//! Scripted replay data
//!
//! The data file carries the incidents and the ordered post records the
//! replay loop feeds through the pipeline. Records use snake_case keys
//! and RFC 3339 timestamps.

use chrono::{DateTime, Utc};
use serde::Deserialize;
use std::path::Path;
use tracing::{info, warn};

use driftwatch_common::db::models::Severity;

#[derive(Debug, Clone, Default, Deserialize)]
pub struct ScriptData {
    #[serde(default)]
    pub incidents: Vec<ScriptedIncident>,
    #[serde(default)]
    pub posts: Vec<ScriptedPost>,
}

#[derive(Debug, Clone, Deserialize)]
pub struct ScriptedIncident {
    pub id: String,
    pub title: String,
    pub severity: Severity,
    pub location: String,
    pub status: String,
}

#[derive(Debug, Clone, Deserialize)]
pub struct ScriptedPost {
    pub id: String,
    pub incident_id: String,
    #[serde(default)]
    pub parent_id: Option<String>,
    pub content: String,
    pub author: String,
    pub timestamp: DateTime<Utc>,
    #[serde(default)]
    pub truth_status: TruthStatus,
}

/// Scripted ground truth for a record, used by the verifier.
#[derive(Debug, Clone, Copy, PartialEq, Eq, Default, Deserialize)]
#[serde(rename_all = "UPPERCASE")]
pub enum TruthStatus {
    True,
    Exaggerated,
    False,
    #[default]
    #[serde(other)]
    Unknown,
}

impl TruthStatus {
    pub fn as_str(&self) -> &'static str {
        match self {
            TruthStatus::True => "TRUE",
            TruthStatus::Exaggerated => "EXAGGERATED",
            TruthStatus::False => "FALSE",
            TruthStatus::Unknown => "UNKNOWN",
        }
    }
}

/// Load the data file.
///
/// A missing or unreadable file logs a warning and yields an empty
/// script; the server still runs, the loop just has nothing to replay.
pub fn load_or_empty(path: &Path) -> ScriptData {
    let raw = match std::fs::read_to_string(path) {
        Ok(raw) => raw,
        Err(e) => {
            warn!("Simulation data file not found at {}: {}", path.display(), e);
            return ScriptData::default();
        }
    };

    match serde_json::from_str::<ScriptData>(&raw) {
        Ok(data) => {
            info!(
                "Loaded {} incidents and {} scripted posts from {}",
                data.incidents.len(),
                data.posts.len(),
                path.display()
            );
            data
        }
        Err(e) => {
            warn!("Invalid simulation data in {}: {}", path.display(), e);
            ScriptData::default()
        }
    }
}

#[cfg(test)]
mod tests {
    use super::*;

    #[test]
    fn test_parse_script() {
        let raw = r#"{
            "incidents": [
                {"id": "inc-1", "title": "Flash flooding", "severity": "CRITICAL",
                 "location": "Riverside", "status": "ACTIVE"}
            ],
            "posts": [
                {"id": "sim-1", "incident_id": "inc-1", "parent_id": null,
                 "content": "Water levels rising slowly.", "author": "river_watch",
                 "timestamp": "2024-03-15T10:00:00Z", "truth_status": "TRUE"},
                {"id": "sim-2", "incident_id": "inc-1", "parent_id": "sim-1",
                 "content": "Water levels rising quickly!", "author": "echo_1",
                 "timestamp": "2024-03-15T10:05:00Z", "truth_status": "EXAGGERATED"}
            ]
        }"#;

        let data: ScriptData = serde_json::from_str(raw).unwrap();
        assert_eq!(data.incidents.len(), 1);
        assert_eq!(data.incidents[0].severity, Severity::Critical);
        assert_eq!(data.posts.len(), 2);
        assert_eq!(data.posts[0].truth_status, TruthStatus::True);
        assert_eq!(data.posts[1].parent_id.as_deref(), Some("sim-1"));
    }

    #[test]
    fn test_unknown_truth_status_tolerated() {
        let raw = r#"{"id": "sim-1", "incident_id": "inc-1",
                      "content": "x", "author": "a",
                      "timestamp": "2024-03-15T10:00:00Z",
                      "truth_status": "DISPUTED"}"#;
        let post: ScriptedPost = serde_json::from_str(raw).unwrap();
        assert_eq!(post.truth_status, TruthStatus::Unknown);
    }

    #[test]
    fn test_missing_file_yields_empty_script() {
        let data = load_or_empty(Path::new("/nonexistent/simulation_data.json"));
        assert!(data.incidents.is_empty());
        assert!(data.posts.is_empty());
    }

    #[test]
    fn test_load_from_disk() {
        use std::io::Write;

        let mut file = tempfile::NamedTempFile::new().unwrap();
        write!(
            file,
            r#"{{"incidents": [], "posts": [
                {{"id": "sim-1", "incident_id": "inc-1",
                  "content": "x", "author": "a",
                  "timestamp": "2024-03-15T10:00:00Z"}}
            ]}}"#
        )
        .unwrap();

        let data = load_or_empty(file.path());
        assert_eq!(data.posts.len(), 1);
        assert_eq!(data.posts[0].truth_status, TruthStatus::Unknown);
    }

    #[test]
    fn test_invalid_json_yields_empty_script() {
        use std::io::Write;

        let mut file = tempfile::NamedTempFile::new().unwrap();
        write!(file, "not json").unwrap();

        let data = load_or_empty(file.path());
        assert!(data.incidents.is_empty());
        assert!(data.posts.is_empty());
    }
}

▸ Assignment
Your answer must be the complete data, repeated word for word.

▸ The answer
//! Scripted replay data
//!
//! The data file carries the incidents and the ordered post records the
//! replay loop feeds through the pipeline. Records use snake_case keys
//! and RFC 3339 timestamps.

use chrono::{DateTime, Utc};
use serde::Deserialize;
use std::path::Path;
use tracing::{info, warn};

use driftwatch_common::db::models::Severity;

#[derive(Debug, Clone, Default, Deserialize)]
pub struct ScriptData {
    #[serde(default)]
    pub incidents: Vec<ScriptedIncident>,
    #[serde(default)]
    pub posts: Vec<ScriptedPost>,
}

#[derive(Debug, Clone, Deserialize)]
pub struct ScriptedIncident {
    pub id: String,
    pub title: String,
    pub severity: Severity,
    pub location: String,
    pub status: String,
}

#[derive(Debug, Clone, Deserialize)]
pub struct ScriptedPost {
    pub id: String,
    pub incident_id: String,
    #[serde(default)]
    pub parent_id: Option<String>,
    pub content: String,
    pub author: String,
    pub timestamp: DateTime<Utc>,
    #[serde(default)]
    pub truth_status: TruthStatus,
}

/// Scripted ground truth for a record, used by the verifier.
#[derive(Debug, Clone, Copy, PartialEq, Eq, Default, Deserialize)]
#[serde(rename_all = "UPPERCASE")]
pub enum TruthStatus {
    True,
    Exaggerated,
    False,
    #[default]
    #[serde(other)]
    Unknown,
}

impl TruthStatus {
    pub fn as_str(&self) -> &'static str {
        match self {
            TruthStatus::True => "TRUE",
            TruthStatus::Exaggerated => "EXAGGERATED",
            TruthStatus::False => "FALSE",
            TruthStatus::Unknown => "UNKNOWN",
        }
    }
}

/// Load the data file.
///
/// A missing or unreadable file logs a warning and yields an empty
/// script; the server still runs, the loop just has nothing to replay.
pub fn load_or_empty(path: &Path) -> ScriptData {
    let raw = match std::fs::read_to_string(path) {
        Ok(raw) => raw,
        Err(e) => {
            warn!("Simulation data file not found at {}: {}", path.display(), e);
            return ScriptData::default();
        }
    };

    match serde_json::from_str::<ScriptData>(&raw) {
        Ok(data) => {
            info!(
                "Loaded {} incidents and {} scripted posts from {}",
                data.incidents.len(),
                data.posts.len(),
                path.display()
            );
            data
        }
        Err(e) => {
            warn!("Invalid simulation data in {}: {}", path.display(), e);
            ScriptData::default()
        }
    }
}

#[cfg(test)]
mod tests {
    use super::*;

    #[test]
    fn test_parse_script() {
        let raw = r#"{
            "incidents": [
                {"id": "inc-1", "title": "Flash flooding", "severity": "CRITICAL",
                 "location": "Riverside", "status": "ACTIVE"}
            ],
            "posts": [
                {"id": "sim-1", "incident_id": "inc-1", "parent_id": null,
                 "content": "Water levels rising slowly.", "author": "river_watch",
                 "timestamp": "2024-03-15T10:00:00Z", "truth_status": "TRUE"},
                {"id": "sim-2", "incident_id": "inc-1", "parent_id": "sim-1",
                 "content": "Water levels rising quickly!", "author": "echo_1",
                 "timestamp": "2024-03-15T10:05:00Z", "truth_status": "EXAGGERATED"}
            ]
        }"#;

        let data: ScriptData = serde_json::from_str(raw).unwrap();
        assert_eq!(data.incidents.len(), 1);
        assert_eq!(data.incidents[0].severity, Severity::Critical);
        assert_eq!(data.posts.len(), 2);
        assert_eq!(data.posts[0].truth_status, TruthStatus::True);
        assert_eq!(data.posts[1].parent_id.as_deref(), Some("sim-1"));
    }

    #[test]
    fn test_unknown_truth_status_tolerated() {
        let raw = r#"{"id": "sim-1", "incident_id": "inc-1",
                      "content": "x", "author": "a",
                      "timestamp": "2024-03-15T10:00:00Z",
                      "truth_status": "DISPUTED"}"#;
        let post: ScriptedPost = serde_json::from_str(raw).unwrap();
        assert_eq!(post.truth_status, TruthStatus::Unknown);
    }

    #[test]
    fn test_missing_file_yields_empty_script() {
        let data = load_or_empty(Path::new("/nonexistent/simulation_data.json"));
        assert!(data.incidents.is_empty());
        assert!(data.posts.is_empty());
    }

    #[test]
    fn test_load_from_disk() {
        use std::io::Write;

        let mut file = tempfile::NamedTempFile::new().unwrap();
        write!(
            file,
            r#"{{"incidents": [], "posts": [
                {{"id": "sim-1", "incident_id": "inc-1",
                  "content": "x", "author": "a",
                  "timestamp": "2024-03-15T10:00:00Z"}}
            ]}}"#
        )
        .unwrap();

        let data = load_or_empty(file.path());
        assert_eq!(data.posts.len(), 1);
        assert_eq!(data.posts[0].truth_status, TruthStatus::Unknown);
    }

    #[test]
    fn test_invalid_json_yields_empty_script() {
        use std::io::Write;

        let mut file = tempfile::NamedTempFile::new().unwrap();
        write!(file, "not json").unwrap();

        let data = load_or_empty(file.path());
        assert!(data.incidents.is_empty());
        assert!(data.posts.is_empty());
    }
}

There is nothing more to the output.